13 Jul Critical path method can propel IT projects
Critical path method can propel IT projects
Among the only certainties of business technology is that it will continue changing. One consequence of this is a regular need for companies to undertake IT projects such as developing custom software or upgrading network infrastructure.
Much like a physical construction job, IT projects often look eminently feasible on “paper” but may get bogged down in a gradual expansion of parameters (“scope creep”), missed deadlines and disagreements. As a result, more and more resources are consumed, and the budget is eventually blown.
One potential solution to keeping IT projects on schedule and within budget is to follow an approach called the critical path method (CPM).
The basic concept
CPM is a scheduling technique used to calculate a project’s duration and illustrate how schedules are affected when certain variables change. It identifies the “critical path,” which is the most efficient sequence of scheduled activities that determines when a project can be completed. Any delay in the critical path slows down the job.

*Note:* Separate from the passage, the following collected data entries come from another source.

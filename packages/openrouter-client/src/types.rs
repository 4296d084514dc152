//! OpenRouter API request and response types.

use serde::{Deserialize, Serialize};

// =============================================================================
// Messages
// =============================================================================

/// Chat message.
#[derive(Debug, Clone, Serialize)]
pub struct Message {
    /// Role: "system", "user", "assistant"
    pub role: String,

    /// Message content: plain text or multimodal parts
    pub content: MessageContent,
}

impl Message {
    /// Create a system message.
    pub fn system(content: impl Into<String>) -> Self {
        Self {
            role: "system".to_string(),
            content: MessageContent::Text(content.into()),
        }
    }

    /// Create a user message.
    pub fn user(content: impl Into<String>) -> Self {
        Self {
            role: "user".to_string(),
            content: MessageContent::Text(content.into()),
        }
    }

    /// Create a user message from multimodal parts.
    pub fn user_parts(parts: Vec<ContentPart>) -> Self {
        Self {
            role: "user".to_string(),
            content: MessageContent::Parts(parts),
        }
    }
}

/// Message content: a plain string or an array of typed parts.
#[derive(Debug, Clone, Serialize)]
#[serde(untagged)]
pub enum MessageContent {
    Text(String),
    Parts(Vec<ContentPart>),
}

/// A single multimodal content part.
#[derive(Debug, Clone, Serialize)]
#[serde(tag = "type", rename_all = "snake_case")]
pub enum ContentPart {
    /// Plain text segment
    Text { text: String },

    /// Image by URL or data URL
    ImageUrl { image_url: ImageUrl },

    /// Inline document (e.g. a PDF) as a data URL
    File { file: FileData },
}

impl ContentPart {
    /// Text part.
    pub fn text(text: impl Into<String>) -> Self {
        Self::Text { text: text.into() }
    }

    /// Image part from a URL or data URL.
    pub fn image(url: impl Into<String>) -> Self {
        Self::ImageUrl {
            image_url: ImageUrl { url: url.into() },
        }
    }

    /// Inline file part from a filename and a data URL.
    pub fn file(filename: impl Into<String>, data_url: impl Into<String>) -> Self {
        Self::File {
            file: FileData {
                filename: filename.into(),
                file_data: data_url.into(),
            },
        }
    }
}

/// Image reference for an `image_url` part.
#[derive(Debug, Clone, Serialize)]
pub struct ImageUrl {
    pub url: String,
}

/// Inline file payload for a `file` part.
#[derive(Debug, Clone, Serialize)]
pub struct FileData {
    pub filename: String,
    pub file_data: String,
}

// =============================================================================
// Tools
// =============================================================================

/// A callable tool definition.
#[derive(Debug, Clone, Serialize)]
pub struct ToolDefinition {
    #[serde(rename = "type")]
    pub tool_type: String,
    pub function: FunctionDefinition,
}

impl ToolDefinition {
    /// Define a function tool from a name, description, and JSON schema.
    pub fn function(
        name: impl Into<String>,
        description: impl Into<String>,
        parameters: serde_json::Value,
    ) -> Self {
        Self {
            tool_type: "function".to_string(),
            function: FunctionDefinition {
                name: name.into(),
                description: description.into(),
                parameters,
            },
        }
    }
}

/// Function signature inside a tool definition.
#[derive(Debug, Clone, Serialize)]
pub struct FunctionDefinition {
    pub name: String,
    pub description: String,
    pub parameters: serde_json::Value,
}

/// Tool choice strategy.
#[derive(Debug, Clone, Serialize)]
#[serde(untagged)]
pub enum ToolChoice {
    /// "auto" / "none" / "required"
    Mode(String),

    /// Force a specific named function
    Function {
        #[serde(rename = "type")]
        choice_type: String,
        function: NamedFunction,
    },
}

impl ToolChoice {
    /// Force the model to call the named function.
    pub fn force(name: impl Into<String>) -> Self {
        Self::Function {
            choice_type: "function".to_string(),
            function: NamedFunction { name: name.into() },
        }
    }
}

#[derive(Debug, Clone, Serialize)]
pub struct NamedFunction {
    pub name: String,
}

// =============================================================================
// Chat Completion
// =============================================================================

/// Chat completion request.
#[derive(Debug, Clone, Serialize)]
pub struct ChatRequest {
    /// Model to use (e.g. "anthropic/claude-sonnet-4", "openai/gpt-4o")
    pub model: String,

    /// Conversation messages
    pub messages: Vec<Message>,

    /// Sampling temperature
    #[serde(skip_serializing_if = "Option::is_none")]
    pub temperature: Option<f32>,

    /// Maximum tokens in completion
    #[serde(skip_serializing_if = "Option::is_none")]
    pub max_tokens: Option<u32>,

    /// Tool definitions
    #[serde(skip_serializing_if = "Option::is_none")]
    pub tools: Option<Vec<ToolDefinition>>,

    /// Tool choice strategy
    #[serde(skip_serializing_if = "Option::is_none")]
    pub tool_choice: Option<ToolChoice>,
}

impl ChatRequest {
    /// Create a new chat request with the given model.
    pub fn new(model: impl Into<String>) -> Self {
        Self {
            model: model.into(),
            messages: Vec::new(),
            temperature: None,
            max_tokens: None,
            tools: None,
            tool_choice: None,
        }
    }

    /// Add a message to the conversation.
    pub fn message(mut self, message: Message) -> Self {
        self.messages.push(message);
        self
    }

    /// Set temperature.
    pub fn temperature(mut self, temperature: f32) -> Self {
        self.temperature = Some(temperature);
        self
    }

    /// Set max tokens.
    pub fn max_tokens(mut self, max_tokens: u32) -> Self {
        self.max_tokens = Some(max_tokens);
        self
    }

    /// Attach a tool and force the model to call it.
    pub fn forced_tool(mut self, tool: ToolDefinition) -> Self {
        self.tool_choice = Some(ToolChoice::force(tool.function.name.clone()));
        self.tools = Some(vec![tool]);
        self
    }
}

/// Completed chat response, flattened from the first choice.
#[derive(Debug, Clone)]
pub struct ChatOutcome {
    /// Free-text content, if the model produced any
    pub content: Option<String>,

    /// Tool invocations, if the model called tools
    pub tool_calls: Vec<ToolInvocation>,

    /// Token usage statistics
    pub usage: Option<Usage>,
}

/// A single tool call made by the model.
#[derive(Debug, Clone)]
pub struct ToolInvocation {
    /// Function name
    pub name: String,

    /// Raw JSON argument string as returned by the model
    pub arguments: String,
}

/// Raw chat response from the API (internal parsing).
#[derive(Debug, Deserialize)]
pub(crate) struct ChatResponseRaw {
    pub choices: Vec<ChatChoiceRaw>,
    pub usage: Option<Usage>,
}

#[derive(Debug, Deserialize)]
pub(crate) struct ChatChoiceRaw {
    pub message: ChatMessageRaw,
}

#[derive(Debug, Deserialize)]
pub(crate) struct ChatMessageRaw {
    pub content: Option<String>,
    #[serde(default)]
    pub tool_calls: Vec<ToolCallRaw>,
}

#[derive(Debug, Deserialize)]
pub(crate) struct ToolCallRaw {
    pub function: FunctionCallRaw,
}

#[derive(Debug, Deserialize)]
pub(crate) struct FunctionCallRaw {
    pub name: String,
    pub arguments: String,
}

/// Token usage statistics.
#[derive(Debug, Clone, Serialize, Deserialize)]
pub struct Usage {
    pub prompt_tokens: u32,
    pub completion_tokens: u32,
    pub total_tokens: u32,
}

// =============================================================================
// Embeddings
// =============================================================================

/// Embedding request.
#[derive(Debug, Serialize)]
pub(crate) struct EmbeddingRequest {
    pub model: String,
    pub input: String,
}

/// Embedding response.
#[derive(Debug, Deserialize)]
pub(crate) struct EmbeddingResponse {
    pub data: Vec<EmbeddingData>,
}

#[derive(Debug, Deserialize)]
pub(crate) struct EmbeddingData {
    pub embedding: Vec<f32>,
}

// =============================================================================
// Utilities
// =============================================================================

/// Truncate a string to at most `max_bytes` bytes at a character boundary.
pub fn truncate_to_char_boundary(s: &str, max_bytes: usize) -> &str {
    if s.len() <= max_bytes {
        return s;
    }
    let mut end = max_bytes;
    while !s.is_char_boundary(end) && end > 0 {
        end -= 1;
    }
    &s[..end]
}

In many cases, some tasks won’t affect other activities and can be pushed back without pushing out the planned completion date. Other tasks can be performed in parallel with the primary steps. However, each task that lies on the critical path must be completed before any later tasks can begin.
CPM breaks an IT project into several manageable activities and displays them in a flow or Gantt chart showing the “activity sequence” (the order in which tasks must be performed). It then calculates the project timeline based on the estimated duration of each task.
For smaller projects, this can be done on a virtual or physical whiteboard. The project manager draws a diagram with circles that represent activities/time durations and — where one activity cannot begin until another is completed — connecting those circles with arrows to show the necessary order of primary job tasks. The completed diagram will reveal arrow paths indicating activity sequences and how long it will take to complete them.
For larger, more complex IT projects that may have multiple critical paths and overlapping, interconnected activities, creating charts by hand can be time consuming and difficult. CPM software makes the process faster, easier and less prone to human error. When things are constantly changing — particularly at the beginning or end of a project — these applications allow far easier updating of the analysis and production of new charts.
Many of today’s CPM software products are moderately priced and worth considering. They can quickly identify the critical path, instantly process updates and even calculate float times for noncritical activities. Some solutions can model the effects of schedule-compression techniques, such as fast-tracking (tackling multiple tasks simultaneously) and crashing (adding extra resources).
Plan and execute
CPM isn’t a silver bullet for every slow-moving, budget-busting IT project. But it’s helped many companies plan and execute technology initiatives.